Like Jordan, no Democrats on the panel attended even though they were invited, Comer said.
“Democrats have given a free pass to pharmacy benefit managers even though they play an outsized role in driving rebates and list prices of prescription drugs," the ranking GOP member said.
"Despite my request to Chairwoman (Carolyn) Maloney to hold a hearing to examine the role of PBMs, Democrats have decided to limit their drug pricing investigation to only pharmaceutical companies leaving a significant void in in the Oversight Committee’s review of drug pricing and many unanswered questions.”
A Dispatch request Wednesday to the New York Democrat's office for a response went unanswered.
'Giving Ohioans the finger'; Verbal tussle spices emotional session on redistricting
A verbal confrontation Wednesday between northeast Ohio GOP Sen. Jerry Cirino and Democratic "fair maps" activist Katy Shanahan captured the essence of the bitter debate over new congressional districts backed by Republicans who dominate the legislature.
After Shanahan testified against the proposed GOP map, Cirino chided the opponents for their series of accusations of lawmakers "not acting in good faith, giving Ohioans the finger, disregarding the constitution, disregarding the democracy that we live in, and you just called us cheaters.

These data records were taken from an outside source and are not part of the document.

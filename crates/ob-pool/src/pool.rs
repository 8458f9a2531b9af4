//! `ObjectPool<T>` — an ordered, growable container of game entities.
//!
//! Entities are opaque to the pool: it never inspects or validates them and
//! they have no identity beyond their current index.

/// Ordered entity storage with in-place update-and-filter traversal.
#[derive(Debug, Clone)]
pub struct ObjectPool<T> {
    items: Vec<T>,
}

impl<T> Default for ObjectPool<T> {
    fn default() -> Self {
        Self { items: Vec::new() }
    }
}

impl<T> ObjectPool<T> {
    pub fn new() -> Self {
        Self::default()
    }

    pub fn with_capacity(capacity: usize) -> Self {
        Self { items: Vec::with_capacity(capacity) }
    }

    /// Append `item` and return a reference to it for chained setup.
    pub fn add(&mut self, item: T) -> &mut T {
        self.items.push(item);
        let last = self.items.len() - 1;
        &mut self.items[last]
    }

    /// Visit every entity from the last index to the first, removing each one
    /// for which `should_remove` returns `true` immediately after its visit.
    ///
    /// `visit` may mutate the entity (including setting a removal marker that
    /// `should_remove` then reads).  Walking backwards means a removal only
    /// shifts entities that have already been visited, so nothing is skipped
    /// or visited twice and survivors keep their relative order.
    pub fn for_each_and_remove_if<V, P>(&mut self, mut visit: V, mut should_remove: P)
    where
        V: FnMut(&mut T, usize),
        P: FnMut(&T, usize) -> bool,
    {
        for i in (0..self.items.len()).rev() {
            visit(&mut self.items[i], i);
            if should_remove(&self.items[i], i) {
                self.items.remove(i);
            }
        }
    }

    /// Reverse traversal without removal.
    pub fn for_each_rev<V>(&mut self, visit: V)
    where
        V: FnMut(&mut T, usize),
    {
        self.for_each_and_remove_if(visit, |_, _| false);
    }

    /// Reverse traversal that only removes.
    pub fn remove_if<P>(&mut self, should_remove: P)
    where
        P: FnMut(&T, usize) -> bool,
    {
        self.for_each_and_remove_if(|_, _| {}, should_remove);
    }

    /// Remove every entity.  Other pools are unaffected.
    pub fn clear(&mut self) {
        self.items.clear();
    }

    #[inline]
    pub fn len(&self) -> usize {
        self.items.len()
    }

    #[inline]
    pub fn is_empty(&self) -> bool {
        self.items.is_empty()
    }

    pub fn get(&self, index: usize) -> Option<&T> {
        self.items.get(index)
    }

    pub fn get_mut(&mut self, index: usize) -> Option<&mut T> {
        self.items.get_mut(index)
    }

    pub fn iter(&self) -> std::slice::Iter<'_, T> {
        self.items.iter()
    }

    pub fn iter_mut(&mut self) -> std::slice::IterMut<'_, T> {
        self.items.iter_mut()
    }

    pub fn as_slice(&self) -> &[T] {
        &self.items
    }
}

impl<T> FromIterator<T> for ObjectPool<T> {
    fn from_iter<I: IntoIterator<Item = T>>(iter: I) -> Self {
        Self { items: iter.into_iter().collect() }
    }
}

impl<'a, T> IntoIterator for &'a ObjectPool<T> {
    type Item = &'a T;
    type IntoIter = std::slice::Iter<'a, T>;

    fn into_iter(self) -> Self::IntoIter {
        self.items.iter()
    }
}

"So I just want to comment that I find that a unique method of persuasion on the part of those opposing the bill. And it will have the effect that you probably intend."
Shanahan, Ohio state director of All on the Line, didn't back off: "With all due respect, you have all shown us quite clearly that it doesn't actually matter what any of us have to say, no matter how polite we are or how stern we are in our pleas."
She noted that Ohio voters overwhelmingly approved reforms of the secretive, highly partisan redistricting process from 10 years ago, but said GOP lawmakers essentially duplicated what happened a decade earlier by preparing an initial map in secret that likely would give Republicans a 13-2 advantage.
"That is a showing of bad faith. You cannot argue with a straight face that that is showing respect to a congressional redistricting process that Ohioans demanded be better than what we saw 10 years ago. ... You all are on one mission. And that mission is to preserve your own political power over the interest of Ohio and our democracy.
"So, you're right, a lot of what you are hearing today is exasperation, it's frustration, it's righteous anger that we have to stand here and beg you to care enough about our democracy to do the right thing."